> [EXERCISE PROMPT]
Which of the lines below mention the word "fraction"? Pull each one out.

RECORDS FOR THIS EXERCISE Start Marker

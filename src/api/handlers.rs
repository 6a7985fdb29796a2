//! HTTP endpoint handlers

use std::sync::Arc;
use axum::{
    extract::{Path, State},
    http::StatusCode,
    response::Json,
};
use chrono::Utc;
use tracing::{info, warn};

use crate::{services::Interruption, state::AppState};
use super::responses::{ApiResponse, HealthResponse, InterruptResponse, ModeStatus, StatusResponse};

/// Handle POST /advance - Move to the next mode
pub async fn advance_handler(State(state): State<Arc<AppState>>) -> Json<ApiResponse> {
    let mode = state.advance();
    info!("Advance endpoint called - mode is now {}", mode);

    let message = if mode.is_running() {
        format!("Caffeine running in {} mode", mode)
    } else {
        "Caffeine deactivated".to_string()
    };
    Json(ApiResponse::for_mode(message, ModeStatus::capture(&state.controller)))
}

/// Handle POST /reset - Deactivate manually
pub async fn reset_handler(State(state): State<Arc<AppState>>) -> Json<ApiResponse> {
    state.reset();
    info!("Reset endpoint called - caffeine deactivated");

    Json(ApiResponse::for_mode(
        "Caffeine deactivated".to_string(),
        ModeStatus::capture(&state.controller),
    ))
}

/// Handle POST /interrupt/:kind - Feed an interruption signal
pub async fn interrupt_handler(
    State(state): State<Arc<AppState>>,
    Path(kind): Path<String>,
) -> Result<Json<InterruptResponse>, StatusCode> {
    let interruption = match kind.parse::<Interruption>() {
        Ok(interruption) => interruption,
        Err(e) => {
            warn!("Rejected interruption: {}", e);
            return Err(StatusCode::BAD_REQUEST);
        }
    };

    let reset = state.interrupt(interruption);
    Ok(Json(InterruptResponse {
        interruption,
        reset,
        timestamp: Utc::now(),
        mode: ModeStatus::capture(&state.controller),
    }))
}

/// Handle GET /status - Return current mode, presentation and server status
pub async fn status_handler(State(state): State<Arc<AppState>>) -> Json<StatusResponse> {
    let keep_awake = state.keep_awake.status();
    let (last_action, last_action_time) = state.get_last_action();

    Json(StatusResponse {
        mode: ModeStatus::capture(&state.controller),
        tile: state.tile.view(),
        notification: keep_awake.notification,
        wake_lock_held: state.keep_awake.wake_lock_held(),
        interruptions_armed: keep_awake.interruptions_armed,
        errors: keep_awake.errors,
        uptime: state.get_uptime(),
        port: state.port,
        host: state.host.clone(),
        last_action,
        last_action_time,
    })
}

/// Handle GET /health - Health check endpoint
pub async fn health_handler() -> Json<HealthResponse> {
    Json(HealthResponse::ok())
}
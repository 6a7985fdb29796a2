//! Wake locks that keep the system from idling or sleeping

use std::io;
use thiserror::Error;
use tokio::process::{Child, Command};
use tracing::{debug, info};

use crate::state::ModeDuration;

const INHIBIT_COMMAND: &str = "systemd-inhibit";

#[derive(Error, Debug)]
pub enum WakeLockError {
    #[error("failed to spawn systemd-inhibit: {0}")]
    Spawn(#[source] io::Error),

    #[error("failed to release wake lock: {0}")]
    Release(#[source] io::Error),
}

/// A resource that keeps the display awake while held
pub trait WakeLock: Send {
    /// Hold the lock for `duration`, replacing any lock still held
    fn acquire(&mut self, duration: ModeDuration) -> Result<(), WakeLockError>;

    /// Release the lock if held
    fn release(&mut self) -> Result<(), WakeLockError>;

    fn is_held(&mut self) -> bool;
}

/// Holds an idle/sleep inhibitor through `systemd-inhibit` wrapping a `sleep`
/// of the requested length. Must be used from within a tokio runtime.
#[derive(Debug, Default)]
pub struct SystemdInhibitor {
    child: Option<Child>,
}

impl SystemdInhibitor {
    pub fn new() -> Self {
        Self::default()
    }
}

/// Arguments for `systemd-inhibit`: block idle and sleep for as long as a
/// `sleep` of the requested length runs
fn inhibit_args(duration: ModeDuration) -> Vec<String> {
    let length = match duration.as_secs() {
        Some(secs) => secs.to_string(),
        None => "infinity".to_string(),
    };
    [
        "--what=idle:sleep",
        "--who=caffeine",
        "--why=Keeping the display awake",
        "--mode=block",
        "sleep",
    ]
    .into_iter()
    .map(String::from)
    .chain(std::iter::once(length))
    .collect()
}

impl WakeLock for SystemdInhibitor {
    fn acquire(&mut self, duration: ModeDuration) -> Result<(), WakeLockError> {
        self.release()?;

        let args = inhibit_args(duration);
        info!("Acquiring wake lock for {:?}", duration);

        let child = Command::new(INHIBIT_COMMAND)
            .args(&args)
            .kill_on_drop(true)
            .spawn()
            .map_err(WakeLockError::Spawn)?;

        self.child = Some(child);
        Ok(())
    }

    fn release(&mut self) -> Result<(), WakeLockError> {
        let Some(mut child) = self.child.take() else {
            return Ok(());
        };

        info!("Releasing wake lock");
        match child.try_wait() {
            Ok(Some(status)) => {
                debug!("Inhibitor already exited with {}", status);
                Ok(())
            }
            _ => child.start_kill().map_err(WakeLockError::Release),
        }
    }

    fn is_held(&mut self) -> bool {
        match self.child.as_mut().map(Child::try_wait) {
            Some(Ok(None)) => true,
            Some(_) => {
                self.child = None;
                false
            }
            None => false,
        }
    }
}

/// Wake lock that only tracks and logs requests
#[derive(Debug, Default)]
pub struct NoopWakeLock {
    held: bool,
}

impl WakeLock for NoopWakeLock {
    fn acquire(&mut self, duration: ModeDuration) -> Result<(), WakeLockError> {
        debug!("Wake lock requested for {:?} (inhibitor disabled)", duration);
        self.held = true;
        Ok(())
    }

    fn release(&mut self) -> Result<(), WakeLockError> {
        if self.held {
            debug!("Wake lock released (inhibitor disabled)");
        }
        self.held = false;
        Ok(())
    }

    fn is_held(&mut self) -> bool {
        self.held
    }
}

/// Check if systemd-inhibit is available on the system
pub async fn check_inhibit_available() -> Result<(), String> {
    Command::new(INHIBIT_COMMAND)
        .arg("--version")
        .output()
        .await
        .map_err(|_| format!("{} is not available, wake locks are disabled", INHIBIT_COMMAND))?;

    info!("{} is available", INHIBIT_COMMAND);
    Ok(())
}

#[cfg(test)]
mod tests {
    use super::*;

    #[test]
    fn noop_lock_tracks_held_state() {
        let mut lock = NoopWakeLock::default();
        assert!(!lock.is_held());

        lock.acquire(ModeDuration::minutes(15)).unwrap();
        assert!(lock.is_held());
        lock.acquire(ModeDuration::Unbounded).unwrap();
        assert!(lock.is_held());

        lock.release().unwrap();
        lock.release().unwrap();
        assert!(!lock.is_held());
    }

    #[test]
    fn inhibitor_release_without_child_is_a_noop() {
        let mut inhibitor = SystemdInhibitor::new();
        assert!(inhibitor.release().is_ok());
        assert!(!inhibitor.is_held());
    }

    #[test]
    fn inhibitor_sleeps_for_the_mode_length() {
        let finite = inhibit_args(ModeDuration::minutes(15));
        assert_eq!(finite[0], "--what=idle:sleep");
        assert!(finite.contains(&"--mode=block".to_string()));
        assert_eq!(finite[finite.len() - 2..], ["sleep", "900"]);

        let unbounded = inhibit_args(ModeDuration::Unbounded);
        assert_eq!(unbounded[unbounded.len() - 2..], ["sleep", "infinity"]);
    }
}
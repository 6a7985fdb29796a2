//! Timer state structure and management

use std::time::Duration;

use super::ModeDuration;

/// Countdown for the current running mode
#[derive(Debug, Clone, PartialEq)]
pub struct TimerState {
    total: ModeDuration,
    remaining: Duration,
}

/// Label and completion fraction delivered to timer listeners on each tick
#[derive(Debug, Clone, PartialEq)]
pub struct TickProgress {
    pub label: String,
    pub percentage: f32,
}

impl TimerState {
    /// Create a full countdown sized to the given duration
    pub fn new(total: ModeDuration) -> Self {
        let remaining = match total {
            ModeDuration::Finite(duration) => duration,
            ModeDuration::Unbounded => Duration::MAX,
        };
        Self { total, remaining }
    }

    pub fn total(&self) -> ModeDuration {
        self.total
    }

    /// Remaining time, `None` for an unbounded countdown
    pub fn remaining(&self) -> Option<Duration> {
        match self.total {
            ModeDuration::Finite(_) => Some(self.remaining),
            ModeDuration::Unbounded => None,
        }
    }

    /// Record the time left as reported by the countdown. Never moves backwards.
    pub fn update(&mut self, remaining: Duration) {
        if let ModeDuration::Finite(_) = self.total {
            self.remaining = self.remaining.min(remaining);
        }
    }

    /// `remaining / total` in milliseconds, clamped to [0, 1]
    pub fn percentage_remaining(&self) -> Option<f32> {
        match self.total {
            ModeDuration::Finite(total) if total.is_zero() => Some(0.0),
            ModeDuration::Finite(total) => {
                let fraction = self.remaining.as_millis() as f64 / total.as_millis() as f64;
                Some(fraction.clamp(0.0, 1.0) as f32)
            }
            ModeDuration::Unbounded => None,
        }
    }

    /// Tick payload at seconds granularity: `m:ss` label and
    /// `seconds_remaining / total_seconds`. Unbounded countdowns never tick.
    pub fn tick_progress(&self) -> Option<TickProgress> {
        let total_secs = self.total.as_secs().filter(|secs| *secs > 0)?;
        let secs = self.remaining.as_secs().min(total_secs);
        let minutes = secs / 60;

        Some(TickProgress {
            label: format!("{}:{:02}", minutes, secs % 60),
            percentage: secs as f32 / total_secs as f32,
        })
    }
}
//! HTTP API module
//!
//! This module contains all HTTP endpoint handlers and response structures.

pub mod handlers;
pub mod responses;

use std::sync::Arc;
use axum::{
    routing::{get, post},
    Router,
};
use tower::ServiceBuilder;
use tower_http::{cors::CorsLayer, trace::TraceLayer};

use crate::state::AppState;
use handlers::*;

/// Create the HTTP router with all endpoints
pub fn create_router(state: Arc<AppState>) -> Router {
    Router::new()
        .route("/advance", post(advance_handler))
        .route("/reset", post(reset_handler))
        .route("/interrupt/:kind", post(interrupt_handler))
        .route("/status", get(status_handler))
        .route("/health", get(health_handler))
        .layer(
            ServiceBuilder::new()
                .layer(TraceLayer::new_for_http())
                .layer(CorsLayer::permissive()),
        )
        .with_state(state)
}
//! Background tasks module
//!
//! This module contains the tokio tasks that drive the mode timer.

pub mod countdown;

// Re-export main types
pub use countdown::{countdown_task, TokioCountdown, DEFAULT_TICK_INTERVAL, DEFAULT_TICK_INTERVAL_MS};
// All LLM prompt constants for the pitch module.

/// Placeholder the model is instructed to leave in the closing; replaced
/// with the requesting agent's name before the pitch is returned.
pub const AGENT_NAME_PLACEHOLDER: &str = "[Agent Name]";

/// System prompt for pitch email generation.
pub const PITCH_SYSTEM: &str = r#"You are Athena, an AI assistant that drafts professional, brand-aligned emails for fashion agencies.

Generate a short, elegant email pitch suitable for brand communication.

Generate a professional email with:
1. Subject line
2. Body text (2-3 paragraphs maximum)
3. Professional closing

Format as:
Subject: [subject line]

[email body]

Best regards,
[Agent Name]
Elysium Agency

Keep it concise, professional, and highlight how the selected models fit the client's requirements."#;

RECORDS FOR THIS EXERCISE End Marker

> [ANSWER AREA]
/// Label and completion fraction delivered to timer listeners on each tick
                let fraction = self.remaining.as_millis() as f64 / total.as_millis() as f64;
                Some(fraction.clamp(0.0, 1.0) as f32)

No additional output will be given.